Testing feign clients

Do you know netflix feign? No? You should!

In short, feign is a quick and easy way to write a client for APIs. You can even use it to produce the client for your API easily!

What I like about it is:

  • compile time check

  • really easy to mock

If mocking feign clients is easy, testing the logic written in annotations is everything but!

To check if you are parsing the request/response properly the only way it firing a real request. Well, that doesn’t seem to be a good path to unit (or even integration) test remote services. Any IO change will affect test stability.
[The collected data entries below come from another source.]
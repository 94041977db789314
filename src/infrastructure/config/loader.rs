use std::fs::File;
use std::io::{self, BufRead, BufReader};
use std::path::{Path, PathBuf};

use thiserror::Error;
use tracing::{debug, info, instrument, trace, warn};

use super::sanitizer::{LineSanitizer, WhitespaceStripper};
use crate::domain::models::schema::{self, FieldAccess, FieldSpec};
use crate::domain::models::{ConfigRecord, LoaderSettings, DEFAULT_MAX_FIELD_LEN, SCHEMA_LEN};

/// Marks a comment line, or the start of a trailing comment.
pub const COMMENT_MARKER: char = '#';

/// Input file loading errors
#[derive(Error, Debug)]
pub enum ConfigError {
    #[error("Failed to open input file {path}: {source}")]
    FileOpen {
        path: PathBuf,
        #[source]
        source: io::Error,
    },

    #[error("Failed to read input file {path} at line {line}: {source}")]
    FileRead {
        path: PathBuf,
        line: usize,
        #[source]
        source: io::Error,
    },

    #[error("Error reading input file {path}: records read={actual} != expected={expected}")]
    SchemaMismatch {
        path: PathBuf,
        expected: usize,
        actual: usize,
    },

    #[error("Value for {field} (slot {slot}) in {path} is {len} bytes, longer than the {max} byte limit")]
    FieldTooLong {
        path: PathBuf,
        slot: usize,
        field: &'static str,
        len: usize,
        max: usize,
    },

    #[error("Invalid integer for {field} (slot {slot}) in {path}: {value:?}")]
    FieldParse {
        path: PathBuf,
        slot: usize,
        field: &'static str,
        value: String,
    },
}

impl ConfigError {
    /// Process exit status for this error; `0` is reserved for success.
    pub const fn exit_code(&self) -> u8 {
        match self {
            Self::FileOpen { .. } | Self::FileRead { .. } => 1,
            Self::SchemaMismatch { .. } => 2,
            Self::FieldTooLong { .. } | Self::FieldParse { .. } => 3,
        }
    }

    /// The input file the error refers to.
    pub fn path(&self) -> &Path {
        match self {
            Self::FileOpen { path, .. }
            | Self::FileRead { path, .. }
            | Self::SchemaMismatch { path, .. }
            | Self::FieldTooLong { path, .. }
            | Self::FieldParse { path, .. } => path,
        }
    }
}

/// What to do with an integer slot whose text is not a clean integer
#[derive(Debug, Clone, Copy, Default, PartialEq, Eq)]
pub enum IntegerPolicy {
    /// Keep the leading digits (`"2005a"` is 2005, `"abc"` is 0) and warn
    #[default]
    Lenient,
    /// Fail the load with [`ConfigError::FieldParse`]
    Strict,
}

/// Loader tuning
#[derive(Debug, Clone, PartialEq, Eq)]
pub struct LoaderOptions {
    /// Longest accepted value, in bytes
    pub max_field_len: usize,
    /// Integer slot handling
    pub integer_policy: IntegerPolicy,
}

impl Default for LoaderOptions {
    fn default() -> Self {
        Self {
            max_field_len: DEFAULT_MAX_FIELD_LEN,
            integer_policy: IntegerPolicy::default(),
        }
    }
}

impl From<&LoaderSettings> for LoaderOptions {
    fn from(settings: &LoaderSettings) -> Self {
        Self {
            max_field_len: settings.max_field_len,
            integer_policy: if settings.strict_integers {
                IntegerPolicy::Strict
            } else {
                IntegerPolicy::Lenient
            },
        }
    }
}

/// Positional input file loader
///
/// Each non-blank, non-comment line fills the next slot of
/// [`schema::SCHEMA`]. A record is returned only when exactly
/// [`SCHEMA_LEN`] value lines were read.
pub struct ConfigLoader {
    options: LoaderOptions,
    sanitizer: Box<dyn LineSanitizer>,
}

impl Default for ConfigLoader {
    fn default() -> Self {
        Self::new()
    }
}

impl ConfigLoader {
    /// Load an input file with default options
    pub fn load(path: impl AsRef<Path>) -> Result<ConfigRecord, ConfigError> {
        Self::new().load_file(path)
    }

    /// Create a loader with default options and the whitespace stripper
    pub fn new() -> Self {
        Self::with_options(LoaderOptions::default())
    }

    /// Create a loader with the given options
    pub fn with_options(options: LoaderOptions) -> Self {
        Self {
            options,
            sanitizer: Box::new(WhitespaceStripper),
        }
    }

    /// Replace the line sanitizer
    #[must_use]
    pub fn with_sanitizer(mut self, sanitizer: impl LineSanitizer + 'static) -> Self {
        self.sanitizer = Box::new(sanitizer);
        self
    }

    /// The options this loader runs with
    pub const fn options(&self) -> &LoaderOptions {
        &self.options
    }

    /// Load the input file at `path`
    ///
    /// The file handle is closed when this returns, on success and on
    /// every error path.
    #[instrument(skip(self, path), fields(path = %path.as_ref().display()))]
    pub fn load_file(&self, path: impl AsRef<Path>) -> Result<ConfigRecord, ConfigError> {
        let path = path.as_ref();
        let file = File::open(path).map_err(|source| ConfigError::FileOpen {
            path: path.to_path_buf(),
            source,
        })?;

        self.load_reader(BufReader::new(file), path)
    }

    /// Scan already-open input; `origin` names it in errors
    pub fn load_reader<R: BufRead>(
        &self,
        reader: R,
        origin: &Path,
    ) -> Result<ConfigRecord, ConfigError> {
        let mut record = ConfigRecord::default();
        let mut count = 0;

        for (index, line) in reader.lines().enumerate() {
            let raw = line.map_err(|source| ConfigError::FileRead {
                path: origin.to_path_buf(),
                line: index + 1,
                source,
            })?;

            let clean: &str = &self.sanitizer.sanitize(&raw);
            if clean.is_empty() || clean.starts_with(COMMENT_MARKER) {
                continue;
            }

            let value = clean.find(COMMENT_MARKER).map_or(clean, |end| &clean[..end]);

            count += 1;
            match schema::slot(count) {
                Some(spec) => self.assign(&mut record, spec, value, origin)?,
                None => trace!(slot = count, line = index + 1, "discarding value past the last slot"),
            }
        }

        if count != SCHEMA_LEN {
            return Err(ConfigError::SchemaMismatch {
                path: origin.to_path_buf(),
                expected: SCHEMA_LEN,
                actual: count,
            });
        }

        info!(
            path = %origin.display(),
            records = count,
            diagnostics = record.diagnostics_enabled(),
            "Loaded input arguments"
        );
        Ok(record)
    }

    fn assign(
        &self,
        record: &mut ConfigRecord,
        spec: &FieldSpec,
        value: &str,
        origin: &Path,
    ) -> Result<(), ConfigError> {
        if value.len() > self.options.max_field_len {
            return Err(ConfigError::FieldTooLong {
                path: origin.to_path_buf(),
                slot: spec.slot,
                field: spec.name,
                len: value.len(),
                max: self.options.max_field_len,
            });
        }

        debug!(slot = spec.slot, field = spec.name, value, "Assigning input argument");

        match spec.access {
            FieldAccess::Integer { set, .. } => set(record, self.parse_integer(spec, value, origin)?),
            FieldAccess::Text { set, .. } => set(record, value.to_owned()),
        }
        Ok(())
    }

    fn parse_integer(&self, spec: &FieldSpec, value: &str, origin: &Path) -> Result<i32, ConfigError> {
        if let Ok(parsed) = value.parse::<i32>() {
            return Ok(parsed);
        }

        match self.options.integer_policy {
            IntegerPolicy::Strict => Err(ConfigError::FieldParse {
                path: origin.to_path_buf(),
                slot: spec.slot,
                field: spec.name,
                value: value.to_owned(),
            }),
            IntegerPolicy::Lenient => {
                let parsed = leading_integer(value);
                warn!(
                    path = %origin.display(),
                    slot = spec.slot,
                    field = spec.name,
                    value,
                    parsed,
                    "Input value is not a clean integer, keeping its leading digits"
                );
                Ok(parsed)
            }
        }
    }
}

/// Optional sign then leading decimal digits; no digits gives 0, overflow saturates.
fn leading_integer(text: &str) -> i32 {
    let (negative, digits) = match text.as_bytes().first() {
        Some(b'-') => (true, &text[1..]),
        Some(b'+') => (false, &text[1..]),
        _ => (false, text),
    };

    digits
        .bytes()
        .take_while(u8::is_ascii_digit)
        .fold(0_i32, |acc, byte| {
            let digit = i32::from(byte - b'0');
            let acc = acc.saturating_mul(10);
            if negative {
                acc.saturating_sub(digit)
            } else {
                acc.saturating_add(digit)
            }
        })
}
That is why I create feign-mock.

With feign-mock you can using pre-loaded json strings or streams as content for your responses. It also allow you to verify mock invokation and feign-mock will hit your annotations to make sure everything works.

Example
  private GitHub github;
  private MockClient mockClient;

  @Before
  public void setup() throws IOException {
    mockClient = new MockClient()
        .noContent(HttpMethod.PATCH, "/repos/velo/feign-mock/contributors");

    github = Feign.builder()
        .decoder(new GsonDecoder())
        .client(mockClient)
        .target(new MockTarget<>(GitHub.class));
  }

  @Test
  public void missHttpMethod() {
    List<Contributor> result = github.patchContributors("velo", "feign-mock");
    assertThat(result, nullValue());
    mockClient.verifyOne(HttpMethod.PATCH, "/repos/velo/feign-mock/contributors");
  }

This simple test returns no content and verify if the url was trully invoked.

On mock client, you can include all urls and methods you wanna mock.

For a more compreensive example take a look at MockClientTest.